##### Provided data
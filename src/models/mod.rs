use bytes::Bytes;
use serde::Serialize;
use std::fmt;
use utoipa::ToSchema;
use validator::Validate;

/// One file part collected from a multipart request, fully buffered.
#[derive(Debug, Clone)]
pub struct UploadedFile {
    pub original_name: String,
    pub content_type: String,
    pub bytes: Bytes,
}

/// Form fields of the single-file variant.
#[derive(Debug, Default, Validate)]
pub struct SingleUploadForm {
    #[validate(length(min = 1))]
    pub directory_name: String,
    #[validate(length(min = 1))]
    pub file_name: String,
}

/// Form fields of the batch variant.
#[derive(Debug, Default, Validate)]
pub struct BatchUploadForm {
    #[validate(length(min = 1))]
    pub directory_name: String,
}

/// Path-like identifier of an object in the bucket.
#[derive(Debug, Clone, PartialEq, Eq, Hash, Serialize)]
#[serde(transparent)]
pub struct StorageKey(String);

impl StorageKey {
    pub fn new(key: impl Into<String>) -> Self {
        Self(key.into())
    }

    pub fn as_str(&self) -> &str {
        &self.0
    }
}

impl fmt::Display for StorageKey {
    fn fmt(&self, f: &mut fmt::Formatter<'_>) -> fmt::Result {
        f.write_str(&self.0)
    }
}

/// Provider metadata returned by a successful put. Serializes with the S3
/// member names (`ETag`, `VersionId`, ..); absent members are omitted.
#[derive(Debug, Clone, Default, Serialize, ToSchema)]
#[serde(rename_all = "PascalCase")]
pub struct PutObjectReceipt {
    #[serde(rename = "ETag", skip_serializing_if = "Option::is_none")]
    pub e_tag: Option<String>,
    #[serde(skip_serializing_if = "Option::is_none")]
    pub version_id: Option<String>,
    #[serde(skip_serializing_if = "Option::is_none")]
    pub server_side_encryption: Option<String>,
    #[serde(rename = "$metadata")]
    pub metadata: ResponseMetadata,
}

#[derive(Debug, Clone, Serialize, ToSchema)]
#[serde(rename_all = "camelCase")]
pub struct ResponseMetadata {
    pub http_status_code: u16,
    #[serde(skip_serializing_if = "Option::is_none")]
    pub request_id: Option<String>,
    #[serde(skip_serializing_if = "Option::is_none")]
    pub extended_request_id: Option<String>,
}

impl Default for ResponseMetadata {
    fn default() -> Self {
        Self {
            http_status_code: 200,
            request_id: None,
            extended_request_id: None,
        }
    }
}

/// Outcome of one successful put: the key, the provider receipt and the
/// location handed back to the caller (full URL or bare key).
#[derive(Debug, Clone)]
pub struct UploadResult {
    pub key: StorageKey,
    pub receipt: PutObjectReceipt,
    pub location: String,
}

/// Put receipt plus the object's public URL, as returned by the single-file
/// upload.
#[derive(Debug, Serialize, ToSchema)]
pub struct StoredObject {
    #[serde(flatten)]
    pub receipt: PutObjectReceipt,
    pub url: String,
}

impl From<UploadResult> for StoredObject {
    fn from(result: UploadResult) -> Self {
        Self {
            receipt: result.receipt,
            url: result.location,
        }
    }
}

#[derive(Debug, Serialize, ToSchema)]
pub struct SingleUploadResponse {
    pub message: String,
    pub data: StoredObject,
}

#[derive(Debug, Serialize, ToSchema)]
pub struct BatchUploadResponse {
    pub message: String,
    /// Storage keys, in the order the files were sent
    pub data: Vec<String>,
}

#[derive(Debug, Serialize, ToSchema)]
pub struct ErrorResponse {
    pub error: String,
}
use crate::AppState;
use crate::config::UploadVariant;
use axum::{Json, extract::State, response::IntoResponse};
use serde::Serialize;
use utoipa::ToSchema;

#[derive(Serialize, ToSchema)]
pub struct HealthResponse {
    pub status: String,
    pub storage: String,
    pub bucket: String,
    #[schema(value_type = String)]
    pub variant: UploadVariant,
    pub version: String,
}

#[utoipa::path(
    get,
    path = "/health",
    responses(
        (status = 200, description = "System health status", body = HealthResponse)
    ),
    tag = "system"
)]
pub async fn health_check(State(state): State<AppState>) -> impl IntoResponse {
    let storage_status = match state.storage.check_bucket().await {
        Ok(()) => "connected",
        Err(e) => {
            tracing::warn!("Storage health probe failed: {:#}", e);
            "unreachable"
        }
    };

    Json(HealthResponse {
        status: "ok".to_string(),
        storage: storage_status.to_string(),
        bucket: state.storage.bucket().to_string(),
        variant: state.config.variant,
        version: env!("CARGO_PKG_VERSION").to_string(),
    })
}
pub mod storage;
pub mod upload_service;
##########
Repeat each record verbatim.

_Answer to this problem_
filename src/models/mod.rs
use bytes::Bytes;
use serde::Serialize;
use std::fmt;
use utoipa::ToSchema;
use validator::Validate;

/// One file part collected from a multipart request, fully buffered.
#[derive(Debug, Clone)]
pub struct UploadedFile {
    pub original_name: String,
    pub content_type: String,
    pub bytes: Bytes,
}

/// Form fields of the single-file variant.
#[derive(Debug, Default, Validate)]
pub struct SingleUploadForm {
    #[validate(length(min = 1))]
    pub directory_name: String,
    #[validate(length(min = 1))]
    pub file_name: String,
}

/// Form fields of the batch variant.
#[derive(Debug, Default, Validate)]
pub struct BatchUploadForm {
    #[validate(length(min = 1))]
    pub directory_name: String,
}

/// Path-like identifier of an object in the bucket.
#[derive(Debug, Clone, PartialEq, Eq, Hash, Serialize)]
#[serde(transparent)]
pub struct StorageKey(String);

impl StorageKey {
    pub fn new(key: impl Into<String>) -> Self {
        Self(key.into())
    }

    pub fn as_str(&self) -> &str {
        &self.0
    }
}

impl fmt::Display for StorageKey {
    fn fmt(&self, f: &mut fmt::Formatter<'_>) -> fmt::Result {
        f.write_str(&self.0)
    }
}

/// Provider metadata returned by a successful put. Serializes with the S3
/// member names (`ETag`, `VersionId`, ..); absent members are omitted.
#[derive(Debug, Clone, Default, Serialize, ToSchema)]
#[serde(rename_all = "PascalCase")]
pub struct PutObjectReceipt {
    #[serde(rename = "ETag", skip_serializing_if = "Option::is_none")]
    pub e_tag: Option<String>,
    #[serde(skip_serializing_if = "Option::is_none")]
    pub version_id: Option<String>,
    #[serde(skip_serializing_if = "Option::is_none")]
    pub server_side_encryption: Option<String>,
    #[serde(rename = "$metadata")]
    pub metadata: ResponseMetadata,
}

#[derive(Debug, Clone, Serialize, ToSchema)]
#[serde(rename_all = "camelCase")]
pub struct ResponseMetadata {
    pub http_status_code: u16,
    #[serde(skip_serializing_if = "Option::is_none")]
    pub request_id: Option<String>,
    #[serde(skip_serializing_if = "Option::is_none")]
    pub extended_request_id: Option<String>,
}

impl Default for ResponseMetadata {
    fn default() -> Self {
        Self {
            http_status_code: 200,
            request_id: None,
            extended_request_id: None,
        }
    }
}

/// Outcome of one successful put: the key, the provider receipt and the
/// location handed back to the caller (full URL or bare key).
#[derive(Debug, Clone)]
pub struct UploadResult {
    pub key: StorageKey,
    pub receipt: PutObjectReceipt,
    pub location: String,
}

/// Put receipt plus the object's public URL, as returned by the single-file
/// upload.
#[derive(Debug, Serialize, ToSchema)]
pub struct StoredObject {
    #[serde(flatten)]
    pub receipt: PutObjectReceipt,
    pub url: String,
}

impl From<UploadResult> for StoredObject {
    fn from(result: UploadResult) -> Self {
        Self {
            receipt: result.receipt,
            url: result.location,
        }
    }
}

#[derive(Debug, Serialize, ToSchema)]
pub struct SingleUploadResponse {
    pub message: String,
    pub data: StoredObject,
}

#[derive(Debug, Serialize, ToSchema)]
pub struct BatchUploadResponse {
    pub message: String,
    /// Storage keys, in the order the files were sent
    pub data: Vec<String>,
}

#[derive(Debug, Serialize, ToSchema)]
pub struct ErrorResponse {
    pub error: String,
}
use crate::AppState;
use crate::config::UploadVariant;
use axum::{Json, extract::State, response::IntoResponse};
use serde::Serialize;
use utoipa::ToSchema;

#[derive(Serialize, ToSchema)]
pub struct HealthResponse {
    pub status: String,
    pub storage: String,
    pub bucket: String,
    #[schema(value_type = String)]
    pub variant: UploadVariant,
    pub version: String,
}

#[utoipa::path(
    get,
    path = "/health",
    responses(
        (status = 200, description = "System health status", body = HealthResponse)
    ),
    tag = "system"
)]
pub async fn health_check(State(state): State<AppState>) -> impl IntoResponse {
    let storage_status = match state.storage.check_bucket().await {
        Ok(()) => "connected",
        Err(e) => {
            tracing::warn!("Storage health probe failed: {:#}", e);
            "unreachable"
        }
    };

    Json(HealthResponse {
        status: "ok".to_string(),
        storage: storage_status.to_string(),
        bucket: state.storage.bucket().to_string(),
        variant: state.config.variant,
        version: env!("CARGO_PKG_VERSION").to_string(),
    })
}
pub mod storage;
pub mod upload_service;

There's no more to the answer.